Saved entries
* * * * * * *

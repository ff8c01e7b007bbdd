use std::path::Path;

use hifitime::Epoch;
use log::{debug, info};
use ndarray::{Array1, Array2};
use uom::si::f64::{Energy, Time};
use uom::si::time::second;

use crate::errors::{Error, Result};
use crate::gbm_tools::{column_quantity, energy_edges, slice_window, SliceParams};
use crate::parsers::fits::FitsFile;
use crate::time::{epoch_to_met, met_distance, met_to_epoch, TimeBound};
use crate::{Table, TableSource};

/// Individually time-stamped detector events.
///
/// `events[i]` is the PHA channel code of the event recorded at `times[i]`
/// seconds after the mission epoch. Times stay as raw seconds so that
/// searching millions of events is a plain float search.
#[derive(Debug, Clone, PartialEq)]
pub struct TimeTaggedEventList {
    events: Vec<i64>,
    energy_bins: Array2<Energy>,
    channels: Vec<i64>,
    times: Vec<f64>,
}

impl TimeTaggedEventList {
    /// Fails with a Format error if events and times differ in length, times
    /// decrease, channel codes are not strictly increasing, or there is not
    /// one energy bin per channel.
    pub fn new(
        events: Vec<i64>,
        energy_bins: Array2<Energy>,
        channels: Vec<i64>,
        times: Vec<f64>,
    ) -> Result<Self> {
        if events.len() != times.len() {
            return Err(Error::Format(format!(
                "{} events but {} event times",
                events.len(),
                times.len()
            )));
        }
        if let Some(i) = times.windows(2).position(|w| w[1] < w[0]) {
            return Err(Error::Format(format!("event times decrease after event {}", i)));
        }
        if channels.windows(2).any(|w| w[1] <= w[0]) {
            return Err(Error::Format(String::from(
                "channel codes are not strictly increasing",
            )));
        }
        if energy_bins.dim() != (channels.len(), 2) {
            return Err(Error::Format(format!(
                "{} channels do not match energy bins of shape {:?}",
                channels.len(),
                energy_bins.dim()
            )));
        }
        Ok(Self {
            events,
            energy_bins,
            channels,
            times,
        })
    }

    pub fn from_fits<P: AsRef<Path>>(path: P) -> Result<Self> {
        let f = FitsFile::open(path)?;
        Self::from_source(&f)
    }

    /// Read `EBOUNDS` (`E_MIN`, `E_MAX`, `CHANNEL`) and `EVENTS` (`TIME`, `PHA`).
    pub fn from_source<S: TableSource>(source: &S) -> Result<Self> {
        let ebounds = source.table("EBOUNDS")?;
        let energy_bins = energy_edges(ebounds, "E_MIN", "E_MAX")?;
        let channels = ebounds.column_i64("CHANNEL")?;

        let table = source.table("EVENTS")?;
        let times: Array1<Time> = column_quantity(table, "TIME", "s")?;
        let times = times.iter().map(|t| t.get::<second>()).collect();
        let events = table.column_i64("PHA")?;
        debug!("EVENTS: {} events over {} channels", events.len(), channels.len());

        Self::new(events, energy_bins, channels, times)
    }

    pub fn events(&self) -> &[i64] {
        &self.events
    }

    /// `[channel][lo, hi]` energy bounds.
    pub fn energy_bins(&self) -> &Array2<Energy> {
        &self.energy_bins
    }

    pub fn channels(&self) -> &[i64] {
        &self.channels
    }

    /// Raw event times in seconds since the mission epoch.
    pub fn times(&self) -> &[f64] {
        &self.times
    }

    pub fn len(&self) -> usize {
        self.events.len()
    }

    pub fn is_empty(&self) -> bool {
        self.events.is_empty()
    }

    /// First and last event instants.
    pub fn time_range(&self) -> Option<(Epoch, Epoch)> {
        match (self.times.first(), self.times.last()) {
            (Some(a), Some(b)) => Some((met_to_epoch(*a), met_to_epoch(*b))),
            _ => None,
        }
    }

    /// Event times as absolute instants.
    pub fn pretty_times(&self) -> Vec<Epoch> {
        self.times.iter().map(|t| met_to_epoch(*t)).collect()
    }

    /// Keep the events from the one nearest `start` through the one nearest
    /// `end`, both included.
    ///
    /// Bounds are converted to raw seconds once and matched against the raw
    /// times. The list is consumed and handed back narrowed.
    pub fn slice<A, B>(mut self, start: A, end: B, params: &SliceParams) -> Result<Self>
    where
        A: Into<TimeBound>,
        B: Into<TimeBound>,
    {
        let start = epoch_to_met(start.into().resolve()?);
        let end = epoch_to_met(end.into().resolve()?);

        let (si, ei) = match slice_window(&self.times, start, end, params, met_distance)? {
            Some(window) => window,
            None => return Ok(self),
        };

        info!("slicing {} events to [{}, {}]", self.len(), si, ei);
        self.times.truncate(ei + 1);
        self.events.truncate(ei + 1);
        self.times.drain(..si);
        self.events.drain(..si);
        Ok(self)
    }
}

* * * * * * *

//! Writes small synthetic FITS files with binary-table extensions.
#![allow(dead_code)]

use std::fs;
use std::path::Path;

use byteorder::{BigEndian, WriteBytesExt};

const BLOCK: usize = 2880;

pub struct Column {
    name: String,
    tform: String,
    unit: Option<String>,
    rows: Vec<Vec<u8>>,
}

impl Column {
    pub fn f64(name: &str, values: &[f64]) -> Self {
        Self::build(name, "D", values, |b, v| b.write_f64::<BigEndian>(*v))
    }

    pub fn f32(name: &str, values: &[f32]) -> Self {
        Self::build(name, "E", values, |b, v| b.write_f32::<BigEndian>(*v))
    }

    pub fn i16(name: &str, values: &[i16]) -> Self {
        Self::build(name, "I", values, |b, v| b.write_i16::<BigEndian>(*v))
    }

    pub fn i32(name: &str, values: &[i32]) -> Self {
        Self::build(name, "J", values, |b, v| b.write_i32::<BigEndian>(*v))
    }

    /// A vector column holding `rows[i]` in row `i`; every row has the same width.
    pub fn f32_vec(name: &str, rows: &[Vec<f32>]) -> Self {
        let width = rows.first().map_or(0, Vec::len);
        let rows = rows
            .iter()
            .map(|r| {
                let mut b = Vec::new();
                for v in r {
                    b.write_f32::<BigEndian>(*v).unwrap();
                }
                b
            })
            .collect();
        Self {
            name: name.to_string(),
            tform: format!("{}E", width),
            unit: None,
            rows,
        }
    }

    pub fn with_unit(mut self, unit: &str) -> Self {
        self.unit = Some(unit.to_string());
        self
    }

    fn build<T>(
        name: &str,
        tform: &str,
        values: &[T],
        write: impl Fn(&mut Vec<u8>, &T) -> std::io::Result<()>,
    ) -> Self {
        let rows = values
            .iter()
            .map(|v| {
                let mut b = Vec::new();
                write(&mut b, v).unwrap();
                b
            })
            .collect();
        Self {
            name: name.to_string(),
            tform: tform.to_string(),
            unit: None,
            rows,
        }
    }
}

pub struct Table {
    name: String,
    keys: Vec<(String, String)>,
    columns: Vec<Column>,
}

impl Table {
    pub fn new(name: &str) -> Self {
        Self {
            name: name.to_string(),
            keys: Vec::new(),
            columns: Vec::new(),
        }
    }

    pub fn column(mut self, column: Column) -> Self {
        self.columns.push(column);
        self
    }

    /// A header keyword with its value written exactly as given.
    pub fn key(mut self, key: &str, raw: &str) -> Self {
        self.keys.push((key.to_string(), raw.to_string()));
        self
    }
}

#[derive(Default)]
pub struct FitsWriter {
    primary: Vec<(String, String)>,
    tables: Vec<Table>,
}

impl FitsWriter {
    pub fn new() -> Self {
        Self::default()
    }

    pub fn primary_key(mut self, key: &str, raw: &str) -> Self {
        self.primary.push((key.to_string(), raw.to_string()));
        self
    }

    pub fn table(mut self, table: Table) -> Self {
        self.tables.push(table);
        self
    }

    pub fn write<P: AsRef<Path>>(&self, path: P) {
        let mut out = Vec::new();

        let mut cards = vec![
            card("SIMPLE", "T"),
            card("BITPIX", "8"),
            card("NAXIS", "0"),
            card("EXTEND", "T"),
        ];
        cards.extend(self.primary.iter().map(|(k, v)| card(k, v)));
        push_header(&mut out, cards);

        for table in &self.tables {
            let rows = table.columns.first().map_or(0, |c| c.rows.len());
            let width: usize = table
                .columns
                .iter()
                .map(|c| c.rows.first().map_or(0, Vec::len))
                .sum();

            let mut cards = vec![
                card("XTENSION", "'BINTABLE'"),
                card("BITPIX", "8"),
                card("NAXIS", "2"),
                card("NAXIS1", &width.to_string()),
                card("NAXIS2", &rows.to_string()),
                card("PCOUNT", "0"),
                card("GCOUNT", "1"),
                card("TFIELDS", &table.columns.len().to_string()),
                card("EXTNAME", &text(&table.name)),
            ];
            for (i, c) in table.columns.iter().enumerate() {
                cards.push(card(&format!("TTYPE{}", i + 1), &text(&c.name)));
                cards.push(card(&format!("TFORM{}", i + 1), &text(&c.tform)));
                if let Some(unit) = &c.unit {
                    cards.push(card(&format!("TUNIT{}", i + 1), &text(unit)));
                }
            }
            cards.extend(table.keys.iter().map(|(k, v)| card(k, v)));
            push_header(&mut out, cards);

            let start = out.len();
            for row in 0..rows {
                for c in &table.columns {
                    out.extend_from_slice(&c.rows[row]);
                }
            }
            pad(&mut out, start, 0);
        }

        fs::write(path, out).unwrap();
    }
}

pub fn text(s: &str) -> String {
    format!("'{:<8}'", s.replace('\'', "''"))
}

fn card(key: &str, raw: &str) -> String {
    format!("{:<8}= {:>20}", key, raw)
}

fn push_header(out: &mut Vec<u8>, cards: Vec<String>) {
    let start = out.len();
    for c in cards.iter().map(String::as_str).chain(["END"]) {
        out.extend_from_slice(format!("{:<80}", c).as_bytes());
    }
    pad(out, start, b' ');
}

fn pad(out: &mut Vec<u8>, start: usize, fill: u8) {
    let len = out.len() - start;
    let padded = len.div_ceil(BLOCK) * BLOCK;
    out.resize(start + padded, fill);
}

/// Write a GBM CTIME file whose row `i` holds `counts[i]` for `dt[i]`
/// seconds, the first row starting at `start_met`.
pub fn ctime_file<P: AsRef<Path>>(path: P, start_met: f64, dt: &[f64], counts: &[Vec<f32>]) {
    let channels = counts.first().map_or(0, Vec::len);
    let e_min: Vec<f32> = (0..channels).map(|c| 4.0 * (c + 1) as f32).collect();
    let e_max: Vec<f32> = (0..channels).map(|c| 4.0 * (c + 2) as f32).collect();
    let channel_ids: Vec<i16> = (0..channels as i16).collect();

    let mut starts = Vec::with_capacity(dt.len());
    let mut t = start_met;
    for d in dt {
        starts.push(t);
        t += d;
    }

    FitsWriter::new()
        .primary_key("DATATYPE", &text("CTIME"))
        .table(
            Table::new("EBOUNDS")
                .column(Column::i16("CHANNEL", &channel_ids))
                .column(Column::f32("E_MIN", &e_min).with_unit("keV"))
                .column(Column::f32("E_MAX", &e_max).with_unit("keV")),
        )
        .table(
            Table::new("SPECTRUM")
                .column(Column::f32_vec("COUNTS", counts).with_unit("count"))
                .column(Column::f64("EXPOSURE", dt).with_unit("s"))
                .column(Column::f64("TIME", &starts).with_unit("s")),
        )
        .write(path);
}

* * * * * * *

Given the data above, transcribe exactly the lines from the one containing "pub fn new(name: &str)" down to the one containing "for table in", and no others.

**Solution below**
    pub fn new(name: &str) -> Self {
        Self {
            name: name.to_string(),
            keys: Vec::new(),
            columns: Vec::new(),
        }
    }

    pub fn column(mut self, column: Column) -> Self {
        self.columns.push(column);
        self
    }

    /// A header keyword with its value written exactly as given.
    pub fn key(mut self, key: &str, raw: &str) -> Self {
        self.keys.push((key.to_string(), raw.to_string()));
        self
    }
}

#[derive(Default)]
pub struct FitsWriter {
    primary: Vec<(String, String)>,
    tables: Vec<Table>,
}

impl FitsWriter {
    pub fn new() -> Self {
        Self::default()
    }

    pub fn primary_key(mut self, key: &str, raw: &str) -> Self {
        self.primary.push((key.to_string(), raw.to_string()));
        self
    }

    pub fn table(mut self, table: Table) -> Self {
        self.tables.push(table);
        self
    }

    pub fn write<P: AsRef<Path>>(&self, path: P) {
        let mut out = Vec::new();

        let mut cards = vec![
            card("SIMPLE", "T"),
            card("BITPIX", "8"),
            card("NAXIS", "0"),
            card("EXTEND", "T"),
        ];
        cards.extend(self.primary.iter().map(|(k, v)| card(k, v)));
        push_header(&mut out, cards);

        for table in &self.tables {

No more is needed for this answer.